The committee has held 7 meetings to date and composed a preliminary draft of the Tree Management Plan. This plan was presented to the public and the Board of Trustees on April 15. We received very encouraging and positive feedback from the trustees and all in attendance. We are now working to compose the language of the Tree Ordinance that will establish a Tree Commission. We welcome continued public feedback and suggestions, which can be emailed to the village clerk at vcsclerk@bestweb.net or shared in person during upcoming workshops and hearings which will be properly noticed once scheduled.

4. Will the Tree Ordinance erode private property rights?

No. The Tree Ordinance will not erode private property rights. The Tree Ordinance will address ONLY street trees and park trees — i.e., trees on public property.

5. Why is this work needed?

A plan is needed direly to ensure that the street and park trees we all enjoy are kept healthy and attractive. Take Main Street for example. On Main Street alone there are nearly a dozen trees in the latter stages of dying.
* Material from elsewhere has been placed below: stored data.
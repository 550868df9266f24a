//! Page content cache.
//!
//! Page bodies are loaded on first request and kept for the lifetime of the cache, so that
//! repeated display and search requests for the same page share one mapping.

use std::{
    collections::HashMap,
    path::{Path, PathBuf},
    sync::Arc,
};

use tracing::debug;

use crate::{PageContent, Storage, TreeError};

/// Memoizes page content by path.
///
/// Failed loads are not recorded, so a later request for a file that has since appeared
/// succeeds.
#[derive(Debug, Default)]
pub struct ContentCache {
    /// Loaded pages keyed by their resolved path.
    pages: HashMap<PathBuf, Arc<PageContent>>,
}

impl ContentCache {
    /// Creates an empty cache.
    pub fn new() -> Self {
        Self::default()
    }

    /// Returns the content of the page at `path`, loading it through `storage` on first use.
    ///
    /// An empty path yields empty content without touching storage.
    pub fn load<S: Storage + ?Sized>(
        &mut self,
        storage: &S,
        path: &Path,
    ) -> Result<Arc<PageContent>, TreeError> {
        if path.as_os_str().is_empty() {
            return Ok(Arc::new(PageContent::empty()));
        }
        if let Some(content) = self.pages.get(path) {
            return Ok(Arc::clone(content));
        }

        let content = storage
            .load(path)
            .map_err(|source| TreeError::storage(path, source))?;
        debug!(path = %path.display(), bytes = content.len(), "cached page content");

        let content = Arc::new(content);
        self.pages.insert(path.to_path_buf(), Arc::clone(&content));
        Ok(content)
    }

    /// Returns already-cached content without loading.
    pub fn get(&self, path: &Path) -> Option<Arc<PageContent>> {
        self.pages.get(path).cloned()
    }

    /// Returns the number of cached pages.
    pub fn len(&self) -> usize {
        self.pages.len()
    }

    /// Returns true if nothing has been cached yet.
    pub fn is_empty(&self) -> bool {
        self.pages.is_empty()
    }
}
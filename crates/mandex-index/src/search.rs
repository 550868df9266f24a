//! Term matching over the document index.

use mandex_tree::Storage;
use tracing::{debug, warn};

use crate::{DocumentIndex, GridIndex, SearchOptions};

impl<S: Storage> DocumentIndex<S> {
    /// Returns true if the node matches `term`, ignoring case.
    ///
    /// A node matches when its name contains the term, or when it has a document whose
    /// body contains the term. Unreadable bodies never match.
    pub fn matches(&mut self, index: GridIndex, term: &str) -> bool {
        self.name_matches(index, term) || self.body_matches(index, term)
    }

    /// Walks the whole tree in pre-order and returns every node matching `term`.
    ///
    /// Directories are discovered as the walk reaches them. Missing and unreadable ones are
    /// skipped; only the latter are logged as warnings.
    pub fn search(&mut self, term: &str, options: SearchOptions) -> Vec<GridIndex> {
        let mut results = Vec::new();
        if options.limit == Some(0) {
            return results;
        }

        let mut stack: Vec<_> = self.tree().sections().rev().collect();
        while let Some(node) = stack.pop() {
            let index = self.grid(node);
            let found = if options.names_only {
                self.name_matches(index, term)
            } else {
                self.matches(index, term)
            };
            if found {
                results.push(index);
                if options.limit.is_some_and(|limit| results.len() >= limit) {
                    break;
                }
            }

            match self.tree_mut().children_of(node) {
                Ok(children) => stack.extend(children.iter().rev()),
                Err(e) if e.is_missing() => debug!(error = %e, "search skipping missing directory"),
                Err(e) => warn!(error = %e, "search skipping unreadable directory"),
            }
        }

        debug!(term, matches = results.len(), "search finished");
        results
    }

    /// Case-insensitive name containment.
    fn name_matches(&self, index: GridIndex, term: &str) -> bool {
        self.display(index)
            .to_lowercase()
            .contains(&term.to_lowercase())
    }

    /// Case-insensitive body containment; false without a readable document.
    fn body_matches(&mut self, index: GridIndex, term: &str) -> bool {
        self.search_text(index)
            .is_some_and(|content| content.contains_ignore_case(term))
    }
}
Many of the largest and most beautiful trees on our best traveled road appear healthy but will begin to rapidly decline in the next five to 10 years because they are being strangled by roots cramped in planting boxes that are too small and/or poorly maintained; several are already showing signs of this decline. By mid-summer planting boxes are often overgrown with weeds and full of dog waste. In several cases the wrong species of tree was planted in the wrong place.

When trees are too big for their location, sidewalks often heave and the utility company prunes the trees heavily, compromising the health of the tree and leaving the village with an unattractive tree. All of these problems could have been avoided, cheaply and easily, if there had been a good overarching care plan in place. Lacking a plan, we instead have a major financial and aesthetic problem that no village official or staff member currently has the time or horticultural or arboricultural knowledge to properly solve.

6. What difference will a Tree Commission make?

We need a Tree Commission. We need a group of knowledge people who themselves have professional expertise, or who have access to professional expertise, and who WANT to pay attention to public trees. We need folks who WANT to volunteer their time to write grants, look at the big picture and set in motion a long-term, rational plan for fixing problems and improving and beautifying our streets and parks. The village has very limited money and time to spend on public trees. A Tree Commission costs us nothing — it will be entirely run by volunteers — but it will bring to our village grant money, invaluable cost-savings, efficiencies, and creative thinking to tackle tree improvements in accordance with an overarching vision that makes sense.

7. What is the relationship between the Tree Advisory Committee and the new plantings of trees on Main Street?

Although the Tree Advisory Committee was appointed to develop an ordinance and management plan, a handful of its members have joined fellow residents, elected officials and village staff to help plant new trees on our Main Street this spring. This spring’s planting was made possible by generous donations of funds from village residents. The planning and planting for these trees was a successful collaboration among village staff, Trustee Hawkins (the mayor’s appointment for work on village-trees) and dedicated and knowledgeable resident volunteers, including members of the Tree Advisory Committee, all with the support and authorization of Mayor Falloon.